Graduation to avoid higher costs

Another major risk is that not enough is done to combat climate change and the ecological transition has to be accelerated later. This could end up generating even higher economic transition costs. Hence, the Spanish supervisory body insists on gradualism. In fact, the bank recalls that reaching the goals set for 2030 would already mean an additional effort “that should not be underestimated”. Despite being far from the goals of 2030 and 2050, Spain has been reducing its gas emissions since 2008, placing them 13% below 1990. The increase in renewables, the decrease in household emissions have contributed to the reduction and changes in the sectoral structure of the economy with more services and less intensity in the use of energy. The ambitious goal for eight years from now is to leave it 23% lower than in 1990.

Taxes for polluting activities

The Bank of Spain concludes that green taxes are the best instrument to penalize and redirect the externalities of economic activity and, incidentally, collect more. With this collection, public accounts can be cleaned up. In Spain, there is much less income from fuel taxation, the agency points out. But they can also be used to compensate lower income groups for the greater impact they suffer. Or to reduce some tax figures that distort economic activity. The white paper on tax reform has an entire chapter with proposals and devotes a lot of space to the need to use part of the resources obtained to compensate the losers. In any case, the design of the environmental tax must improve a lot, stresses the annual report, which recommends conditioning any aid to the level of income. In this sense, the move plan to subsidize electric vehicles would not be well thought out because higher incomes and municipalities with more charging points have benefited more from it.

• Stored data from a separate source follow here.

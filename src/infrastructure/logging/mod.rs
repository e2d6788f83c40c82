//! Logging infrastructure
//!
//! Structured logging using tracing and tracing-subscriber:
//! - JSON or pretty stdout output
//! - Optional rolling JSON log files via tracing-appender

pub mod config;
pub mod logger;

pub use config::{LogConfig, LogFormat, RotationPolicy};
pub use logger::LoggerImpl;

Southern countries are at greater risk of rising temperatures and sea levels. However, the economic impact of the transition for Spain would be more or less similar to that of neighboring countries, says the supervisor. When comparing, for example, with Germany, Spain has manufacturing that is less prepared for the transition. However, the Spanish have many more renewables than the Germans. The Bank of Spain does not provide closed numbers on how much the green transition could affect the economy because they believe that many factors escape it to weigh them correctly, such as the ability to substitute some products and technologies for others.

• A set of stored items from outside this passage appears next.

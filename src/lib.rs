//! Tasklane - multi-user task tracking backend
//!
//! Authenticated users create, list, read, update and delete their own
//! tasks over a REST API. Reads go through a TTL cache in front of the
//! store; writes go to the store and invalidate every affected cache entry.
//!
//! # Architecture
//!
//! This crate follows Hexagonal Architecture principles:
//!
//! - **Domain Layer** (`domain`): models, errors and the port traits
//! - **Service Layer** (`services`): task access coordination and authentication
//! - **Adapters** (`adapters`): SQLite store, moka/Redis caches, axum HTTP surface
//! - **Infrastructure Layer** (`infrastructure`): configuration and logging
//! - **CLI Layer** (`cli`): `serve` and `migrate` commands

pub mod adapters;
pub mod cli;
pub mod domain;
pub mod infrastructure;
pub mod services;

// Re-export commonly used types for convenience
pub use domain::errors::{DomainError, DomainResult};
pub use domain::models::{Config, NewTask, Task, TaskPatch, TaskStatus, User, UserProfile};
pub use domain::ports::{CacheStore, TaskRepository, UserRepository};
pub use infrastructure::config::{ConfigError, ConfigLoader};
pub use services::{AuthService, TaskAccessCoordinator};
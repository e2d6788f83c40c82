//! Request and response bodies.

use serde::{Deserialize, Serialize};

use crate::domain::models::{NewTask, TaskPatch, TaskStatus, UserProfile};

/// Body of `POST /api/tasks`.
#[derive(Debug, Clone, Deserialize)]
#[serde(deny_unknown_fields)]
pub struct CreateTaskRequest {
    pub title: String,
    pub description: String,
    #[serde(default)]
    pub status: Option<TaskStatus>,
}

impl From<CreateTaskRequest> for NewTask {
    fn from(req: CreateTaskRequest) -> Self {
        Self {
            title: req.title,
            description: req.description,
            status: req.status,
        }
    }
}

/// Body of `PUT /api/tasks/{id}`.
#[derive(Debug, Clone, Deserialize)]
#[serde(deny_unknown_fields)]
pub struct UpdateTaskRequest {
    #[serde(default)]
    pub title: Option<String>,
    #[serde(default)]
    pub description: Option<String>,
    #[serde(default)]
    pub status: Option<TaskStatus>,
}

impl From<UpdateTaskRequest> for TaskPatch {
    fn from(req: UpdateTaskRequest) -> Self {
        Self {
            title: req.title,
            description: req.description,
            status: req.status,
        }
    }
}

/// Body of the register and login endpoints.
#[derive(Debug, Clone, Deserialize)]
#[serde(deny_unknown_fields)]
pub struct CredentialsRequest {
    pub email: String,
    pub password: String,
}

#[derive(Debug, Serialize)]
pub struct RegisterResponse {
    pub message: String,
    pub user: UserProfile,
}

#[derive(Debug, Serialize)]
pub struct LoginResponse {
    pub message: String,
    pub token: String,
}

#[derive(Debug, Serialize)]
pub struct MessageResponse {
    pub message: String,
}

impl MessageResponse {
    pub fn new(message: impl Into<String>) -> Self {
        Self { message: message.into() }
    }
}

#[cfg(test)]
mod tests {
    use super::*;

    #[test]
    fn test_create_request_rejects_unknown_fields() {
        let body = r#"{"title":"a","description":"b","userId":"someone-else"}"#;
        assert!(serde_json::from_str::<CreateTaskRequest>(body).is_err());
    }

    #[test]
    fn test_create_request_rejects_unknown_status() {
        let body = r#"{"title":"a","description":"b","status":"archived"}"#;
        assert!(serde_json::from_str::<CreateTaskRequest>(body).is_err());
    }

    #[test]
    fn test_update_request_maps_to_patch() {
        let req: UpdateTaskRequest = serde_json::from_str(r#"{"status":"in-progress"}"#).unwrap();
        let patch = TaskPatch::from(req);
        assert_eq!(patch, TaskPatch::status(TaskStatus::InProgress));
    }
}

Policies to combat climate change must be coordinated globally to work, says the bank. Less developed countries should be provided with the necessary technologies and support. It should also be taken into account that in a low growth stage more pollution is produced, while a developed economy has more services that emit less carbon. If there is no collaboration between the countries, then it would be necessary to establish border adjustments such as those already proposed by the European Commission, that is, charging imports the same climate costs that are imposed on European companies. In this way, the loss of competitiveness would be avoided, says the supervisor.